Потом, помолчав, приказал меня увести в камеру.

Ночью опять повели наверх. Заставили подписать бумагу о «неразглашении тайны», затем вывели меня во двор и посадили в грузовик с опущенной шторкой позади. Подошел один из насильников и сказал: «Кому-нибудь расскажешь — то смотри! От нас не уйдешь, везде найдем!»

В грузовик село двое часовых, и мы поехали.

Выехав на улицу, повернули направо. Почувствовала, что взбираемся на подъем. Поняла, что едем к Собору. Затем стали его объезжать. Перекрестилась и стала молиться: «Господи, прости меня грешную и сохрани!

Отче наш, иже еси на небеси, да святится имя Твое, да приидет царствие Твое, да будет воля Твоя…»

Потом уже ехали вниз, в сторону Модягоу. Через какое-то время грузовик остановился. Двое охранников, сидящих со мной, приказали мне слезть. Затем, схватив меня, швырнули, и я, ударившись о забор, навалилась на него. Невольно подумала, что сейчас застрелят, но сильнее загудел мотор, и они уехали.

Постояв некоторое время, стала присматриваться и пошла в сторону Собора… Дошла до Лицея Св. Николая, постучалась, по никто не открывал. Пошатываясь, добрела до Дома Милосердия… Долго стучалась, и наконец мне открыла дверь монашка. На вопрос: «Что надо?» — ответила, что заблудилась. Монашка завела меня в здание. Помню коридор и скамью сбоку. Принесли мне подстилку. Расстелив ее на скамье, легла и мгновенно уснула.

На рассвете проснулась. Монашка принесла мне что-то поесть, но я отказалась — меня подташнивало. Попросила у нее денег, она дала мне немного, что хватило на трамвайный билет. Доехала до своей остановки на Пристани.

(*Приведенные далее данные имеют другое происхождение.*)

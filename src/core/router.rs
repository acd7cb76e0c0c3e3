//! Token routing
//!
//! A replay input may interleave transfers of several tokens. `TokenRouter`
//! owns one [`TransferProcessor`] per configured deployment and hands each
//! record to the processor of the token that emitted it.

use crate::config::Deployment;
use crate::core::classifier::Exclusion;
use crate::core::processor::TransferProcessor;
use crate::core::store::MemoryStore;
use crate::types::{SupplyError, TokenState, TransferOutcome, TransferRecord};
use std::collections::HashMap;

/// Processor type every configured deployment runs on
pub type DeploymentProcessor = TransferProcessor<Exclusion, MemoryStore>;

/// Routing key for a token string: trimmed, lower-case
///
/// Token contracts are hex addresses, so the same token may appear in
/// checksummed and lower-case form.
pub fn token_key(token: &str) -> String {
    token.trim().to_ascii_lowercase()
}

/// Sequential router over per-token processors
#[derive(Debug)]
pub struct TokenRouter {
    processors: HashMap<String, DeploymentProcessor>,
}

impl TokenRouter {
    /// Build one empty processor per deployment
    pub fn new(deployments: &[Deployment]) -> Self {
        let processors = deployments
            .iter()
            .map(|deployment| (token_key(deployment.token.as_str()), deployment.processor()))
            .collect();

        TokenRouter { processors }
    }

    /// Apply one record to its token's processor
    ///
    /// # Errors
    ///
    /// Returns `SupplyError::UnknownToken` when no deployment matches, plus
    /// anything [`TransferProcessor::process`] returns.
    pub fn route(&mut self, record: &TransferRecord) -> Result<TransferOutcome, SupplyError> {
        let processor = self
            .processors
            .get_mut(&token_key(&record.token))
            .ok_or_else(|| SupplyError::unknown_token(&record.token))?;

        processor.process(&record.event)
    }

    /// Final state of every configured token, sorted by token identity
    pub fn states(&self) -> Result<Vec<TokenState>, SupplyError> {
        let mut states = self
            .processors
            .values()
            .map(DeploymentProcessor::state)
            .collect::<Result<Vec<_>, _>>()?;
        states.sort_by(|a, b| a.supply.id.cmp(&b.supply.id));
        Ok(states)
    }
}

#[cfg(test)]
mod tests {
    use super::*;
    use crate::config::TrackerConfig;
    use crate::types::{Address, TransferEvent};
    use num_bigint::BigInt;

    fn addr(last: u8) -> Address {
        let mut bytes = [0u8; 20];
        bytes[19] = last;
        Address::from_bytes(bytes)
    }

    fn router() -> TokenRouter {
        let mut config = TrackerConfig::mainnet();
        config
            .deployments
            .extend(TrackerConfig::gnosis_chain().deployments);
        TokenRouter::new(&config.resolve().unwrap())
    }

    fn record(token: &str, from: Address, to: Address, amount: i64) -> TransferRecord {
        TransferRecord {
            token: token.to_string(),
            event: TransferEvent::new(from, to, amount),
        }
    }

    #[test]
    fn test_token_key_normalizes_case_and_whitespace() {
        assert_eq!(
            token_key(" 0xDEf1CA1fb7FBcDC777520aa7f396b4E015F497aB "),
            "0xdef1ca1fb7fbcdc777520aa7f396b4e015f497ab"
        );
    }

    #[test]
    fn test_route_matches_token_in_any_case() {
        let mut router = router();

        router
            .route(&record(
                "0xdef1ca1fb7fbcdc777520aa7f396b4e015f497ab",
                Address::ZERO,
                addr(1),
                100,
            ))
            .unwrap();

        let states = router.states().unwrap();
        let mainnet = states
            .iter()
            .find(|state| state.supply.id.as_str() == crate::config::MAINNET_TOKEN)
            .unwrap();
        assert_eq!(mainnet.supply.total, BigInt::from(100));
        assert_eq!(mainnet.holders.len(), 1);
    }

    #[test]
    fn test_route_unknown_token() {
        let mut router = router();

        let result = router.route(&record("0xnope", Address::ZERO, addr(1), 1));

        assert_eq!(
            result,
            Err(SupplyError::UnknownToken {
                token: "0xnope".to_string()
            })
        );
    }

    #[test]
    fn test_tokens_are_tracked_independently() {
        let mut router = router();
        let gnosis = crate::config::GNOSIS_CHAIN_TOKEN;
        let mainnet = crate::config::MAINNET_TOKEN;

        router
            .route(&record(mainnet, Address::ZERO, addr(1), 500))
            .unwrap();
        router
            .route(&record(gnosis, Address::ZERO, addr(1), 70))
            .unwrap();
        router.route(&record(gnosis, addr(1), addr(2), 20)).unwrap();

        let states = router.states().unwrap();
        assert_eq!(states.len(), 2);
        // Sorted by id
        assert_eq!(states[0].supply.id.as_str(), gnosis);
        assert_eq!(states[0].supply.total, BigInt::from(70));
        assert_eq!(states[0].holders.len(), 2);
        assert_eq!(states[1].supply.id.as_str(), mainnet);
        assert_eq!(states[1].supply.total, BigInt::from(500));
        assert_eq!(states[1].holders[0].balance, BigInt::from(500));
    }

    #[test]
    fn test_states_include_untouched_tokens() {
        let router = router();
        let states = router.states().unwrap();

        assert_eq!(states.len(), 2);
        for state in states {
            assert_eq!(state.supply.total, BigInt::from(0));
            assert!(state.holders.is_empty());
        }
    }
}
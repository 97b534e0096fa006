//! Cluster API client surface used by the coordinator.
//!
//! Only discovery is needed here; the handle is otherwise passed through to
//! the scheduler core untouched.

use crate::error::BoxError;
use async_trait::async_trait;
use serde::{Deserialize, Serialize};

/// Resources served under one API group/version
#[derive(Debug, Clone, Default, PartialEq, Eq, Serialize, Deserialize)]
#[serde(rename_all = "camelCase")]
pub struct ApiResourceList {
    pub group_version: String,
    #[serde(default)]
    pub resources: Vec<ApiResource>,
}

#[derive(Debug, Clone, Default, PartialEq, Eq, Serialize, Deserialize)]
#[serde(rename_all = "camelCase")]
pub struct ApiResource {
    pub name: String,
    pub kind: String,
    #[serde(default)]
    pub namespaced: bool,
    #[serde(default)]
    pub verbs: Vec<String>,
}

#[async_trait]
pub trait ClusterClient: Send + Sync {
    /// Discovery probe for a single group/version, e.g. `events.k8s.io/v1beta1`.
    ///
    /// An error means the group/version is not served (or discovery failed).
    async fn server_resources_for_group_version(
        &self,
        group_version: &str,
    ) -> Result<ApiResourceList, BoxError>;
}
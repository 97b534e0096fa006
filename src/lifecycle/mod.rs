//! Scheduler Lifecycle Module
//!
//! Coordinates startup, readiness and shutdown of the scheduling service.
//!
//! # Lifecycle Phases
//!
//! ```text
//! 1. Config validation (Config::complete)
//!    ↓
//! 2. Event recorder selection (discovery probe)
//!    ↓
//! 3. Scheduler core construction (SchedulerBuilder)
//!    ↓
//! 4. Event broadcaster start           ← best effort
//!    ↓
//! 5. Informer drivers + factory start
//!    ↓
//! 6. Cache sync wait                   ← bounded by the run context
//!    ↓
//! 7. Scheduler core run loop
//!    ↓
//! [Running...]
//!    ↓
//! 8. Shutdown token cancelled (SIGTERM/SIGINT or caller)
//!    ↓
//! 9. run() returns, drain() awaits background tasks
//! ```
//!
//! Every background task receives the same [`CancellationToken`] when it is
//! started; there is no per-task cancellation.
//!
//! [`CancellationToken`]: tokio_util::sync::CancellationToken

mod coordinator;
mod readiness;
mod shutdown;

pub use coordinator::Scheduler;
pub use readiness::ReadinessHandler;
pub use shutdown::{ShutdownHandler, shutdown_signal};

Не буду описывать встречу с мамой. Хочу сказать, что с перерывами спала неделю. Даже ей я не рассказала о том, что делали со мной, как надругались, убили во мне все, искалечили мою душу и тело. Будь они прокляты!

Мучила меня и мысль о встрече с любимым другом. Где он — я не знала. Думала, что его тоже арестовали, так как за год до событий он был призван в отряд Асано…

Лежа в кровати, я все думала, думала, думала… Что делать? Иногда вечером я выходила на улицу, шла в одну из пристанских церквей и в темном, по возможности, углумолилась. При встречах с прохожими мне казалось, что все на меня смотрят, как бы с неприязнью, осуждая.

Прошло более года, когда к нам в дверь постучали. Открыв дверь, увидела его. Я обомлела, не знала, как на него смотреть, потом отошла, сдержалась, мы обнялись. По сей день помню, как сидели мы вместе с ним, пили чай, а он рассказывал мне, как скрывался у знакомых на одной из станций КВЖД. Повезло ему, что не забрали, так как перед событиями уехал на побывку к родителям, у которых была заимка на Восточной линии.

Он пригласил меня поехать к ним. Месяц, проведенный там, был прекрасен. Чудные, милые и добрые его родители не знали, куда меня усадить, чем угодить. Кроме добра и внимания, я от них ничего не видела. А он, кого я любила, смотрел мне в глаза, называя ласково — снежинкой, пушинкой и белкой — был предельно внимателен.

Душа разрывалась… В голове все время одна и та же мысль, один и тот же вопрос — что делать? Могу ли я его обидеть, как примет он все то, что со мной сделали, простит ли меня? А если простит, не будет ли это снисхождением и просто жалостью? Перед отходом поезда он сделал мне предложение — соединить на всю жизнь нашу судьбу.

Я смотрела на него, на его горящие, ожидающие ответа глаза и ответила:

— Прости! Богом прости, но я люблю другого.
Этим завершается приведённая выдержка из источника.